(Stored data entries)

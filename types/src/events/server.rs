mod error;

pub use error::ErrorDetails;

use crate::dialog::DialogState;
use crate::macros::open_enum;
use serde::de::DeserializeOwned;
use serde_json::Value;

open_enum! {
    /// Discriminator of an inbound control message. One-shot tasks name it in
    /// `header.event`, the dialog service in `payload.output.directive`.
    pub enum EventName {
        TaskStarted => "task-started",
        ResultGenerated => "result-generated",
        TaskFinished => "task-finished",
        TaskFailed => "task-failed",
        Started => "Started",
        Stopped => "Stopped",
        DialogStateChanged => "DialogStateChanged",
        RequestAccepted => "RequestAccepted",
        SpeechStarted => "SpeechStarted",
        SpeechEnded => "SpeechEnded",
        SpeechContent => "SpeechContent",
        RespondingStarted => "RespondingStarted",
        RespondingContent => "RespondingContent",
        RespondingEnded => "RespondingEnded",
        Error => "Error",
        HeartBeat => "HeartBeat",
        _ => Unknown,
    }
}

#[derive(Debug, Clone, Default, PartialEq, serde::Serialize, serde::Deserialize)]
pub struct EventHeader {
    #[serde(default, skip_serializing_if = "Option::is_none")]
    event: Option<String>,
    #[serde(default, skip_serializing_if = "Option::is_none")]
    directive: Option<String>,
    #[serde(default, skip_serializing_if = "Option::is_none")]
    task_id: Option<String>,
    #[serde(default, skip_serializing_if = "Option::is_none")]
    error_code: Option<String>,
    #[serde(default, skip_serializing_if = "Option::is_none")]
    error_message: Option<String>,
}

impl EventHeader {
    pub fn event(&self) -> Option<&str> {
        self.event.as_deref()
    }

    pub fn directive(&self) -> Option<&str> {
        self.directive.as_deref()
    }

    pub fn task_id(&self) -> Option<&str> {
        self.task_id.as_deref()
    }

    pub fn error_code(&self) -> Option<&str> {
        self.error_code.as_deref()
    }

    pub fn error_message(&self) -> Option<&str> {
        self.error_message.as_deref()
    }
}

/// `output`/`usage` are kept as raw JSON; each capability decodes the shape it
/// owns with [`EventPayload::output_as`] or [`EventPayload::usage_as`].
#[derive(Debug, Clone, Default, PartialEq, serde::Serialize, serde::Deserialize)]
pub struct EventPayload {
    #[serde(default, skip_serializing_if = "Option::is_none")]
    output: Option<Value>,
    #[serde(default, skip_serializing_if = "Option::is_none")]
    usage: Option<Value>,
}

impl EventPayload {
    pub fn output(&self) -> Option<&Value> {
        self.output.as_ref()
    }

    pub fn usage(&self) -> Option<&Value> {
        self.usage.as_ref()
    }

    pub fn output_as<T: DeserializeOwned>(&self) -> Result<Option<T>, serde_json::Error> {
        decode_opt(self.output.as_ref())
    }

    /// Decodes a single field of `output`, e.g. `sentence`.
    pub fn output_field_as<T: DeserializeOwned>(
        &self,
        field: &str,
    ) -> Result<Option<T>, serde_json::Error> {
        decode_opt(self.output.as_ref().and_then(|output| output.get(field)))
    }

    pub fn usage_as<T: DeserializeOwned>(&self) -> Result<Option<T>, serde_json::Error> {
        decode_opt(self.usage.as_ref())
    }

    fn output_str(&self, field: &str) -> Option<&str> {
        self.output
            .as_ref()
            .and_then(|output| output.get(field))
            .and_then(Value::as_str)
    }
}

fn decode_opt<T: DeserializeOwned>(value: Option<&Value>) -> Result<Option<T>, serde_json::Error> {
    match value {
        None | Some(Value::Null) => Ok(None),
        Some(value) => T::deserialize(value).map(Some),
    }
}

/// Inbound control message as it appears on the wire.
#[derive(Debug, Clone, Default, PartialEq, serde::Serialize, serde::Deserialize)]
pub struct ServerMessage {
    #[serde(default)]
    header: EventHeader,
    #[serde(default)]
    payload: EventPayload,
}

impl ServerMessage {
    pub fn header(&self) -> &EventHeader {
        &self.header
    }

    pub fn payload(&self) -> &EventPayload {
        &self.payload
    }

    /// `header.event`, then `header.directive`, then `payload.output.directive`.
    pub fn name(&self) -> EventName {
        let name = self
            .header
            .event()
            .or(self.header.directive())
            .or(self.payload.output_str("directive"))
            .unwrap_or_default();
        EventName::from_name(name)
    }

    fn error_details(&self) -> ErrorDetails {
        let code = self.header.error_code().unwrap_or_default();
        let message = self
            .header
            .error_message()
            .or(self.payload.output_str("text"))
            .unwrap_or_default();
        ErrorDetails::new(code, message)
    }
}

/// Decoded inbound control message. Decoding is total: anything the client
/// does not recognize becomes [`ServerEvent::Unknown`].
#[derive(Debug, Clone, PartialEq)]
pub enum ServerEvent {
    /// `task-started` or the dialog `Started` directive.
    Started {
        task_id: Option<String>,
        dialog_id: Option<String>,
    },
    Stopped,
    StateChanged(DialogState),
    RequestAccepted,
    HeartBeat,
    SpeechStarted,
    SpeechEnded,
    SpeechContent(String),
    RespondingStarted,
    RespondingContent(String),
    RespondingEnded,
    ResultGenerated(EventPayload),
    TaskFinished(EventPayload),
    TaskFailed(ErrorDetails),
    Error(ErrorDetails),
    Unknown { name: String, message: ServerMessage },
}

impl ServerEvent {
    pub fn from_json(text: &str) -> Result<Self, serde_json::Error> {
        let message: ServerMessage = serde_json::from_str(text)?;
        Ok(Self::from_message(message))
    }

    pub fn from_message(message: ServerMessage) -> Self {
        let text = |payload: &EventPayload| payload.output_str("text").unwrap_or_default().to_string();
        match message.name() {
            EventName::TaskStarted | EventName::Started => ServerEvent::Started {
                task_id: message.header.task_id.clone(),
                dialog_id: message.payload.output_str("dialog_id").map(str::to_string),
            },
            EventName::Stopped => ServerEvent::Stopped,
            EventName::DialogStateChanged => ServerEvent::StateChanged(DialogState::from_name(
                message.payload.output_str("state").unwrap_or_default(),
            )),
            EventName::RequestAccepted => ServerEvent::RequestAccepted,
            EventName::HeartBeat => ServerEvent::HeartBeat,
            EventName::SpeechStarted => ServerEvent::SpeechStarted,
            EventName::SpeechEnded => ServerEvent::SpeechEnded,
            EventName::SpeechContent => ServerEvent::SpeechContent(text(&message.payload)),
            EventName::RespondingStarted => ServerEvent::RespondingStarted,
            EventName::RespondingContent => ServerEvent::RespondingContent(text(&message.payload)),
            EventName::RespondingEnded => ServerEvent::RespondingEnded,
            EventName::ResultGenerated => ServerEvent::ResultGenerated(message.payload),
            EventName::TaskFinished => ServerEvent::TaskFinished(message.payload),
            EventName::TaskFailed => ServerEvent::TaskFailed(message.error_details()),
            EventName::Error => ServerEvent::Error(message.error_details()),
            EventName::Unknown(name) => ServerEvent::Unknown { name, message },
        }
    }

    pub fn name(&self) -> EventName {
        match self {
            ServerEvent::Started { .. } => EventName::Started,
            ServerEvent::Stopped => EventName::Stopped,
            ServerEvent::StateChanged(_) => EventName::DialogStateChanged,
            ServerEvent::RequestAccepted => EventName::RequestAccepted,
            ServerEvent::HeartBeat => EventName::HeartBeat,
            ServerEvent::SpeechStarted => EventName::SpeechStarted,
            ServerEvent::SpeechEnded => EventName::SpeechEnded,
            ServerEvent::SpeechContent(_) => EventName::SpeechContent,
            ServerEvent::RespondingStarted => EventName::RespondingStarted,
            ServerEvent::RespondingContent(_) => EventName::RespondingContent,
            ServerEvent::RespondingEnded => EventName::RespondingEnded,
            ServerEvent::ResultGenerated(_) => EventName::ResultGenerated,
            ServerEvent::TaskFinished(_) => EventName::TaskFinished,
            ServerEvent::TaskFailed(_) => EventName::TaskFailed,
            ServerEvent::Error(_) => EventName::Error,
            ServerEvent::Unknown { name, .. } => EventName::Unknown(name.clone()),
        }
    }
}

• _Activity_
Tally the lines of the records that hold the word "ServerMessage" and output only the total.

• _Solution to the problem_
5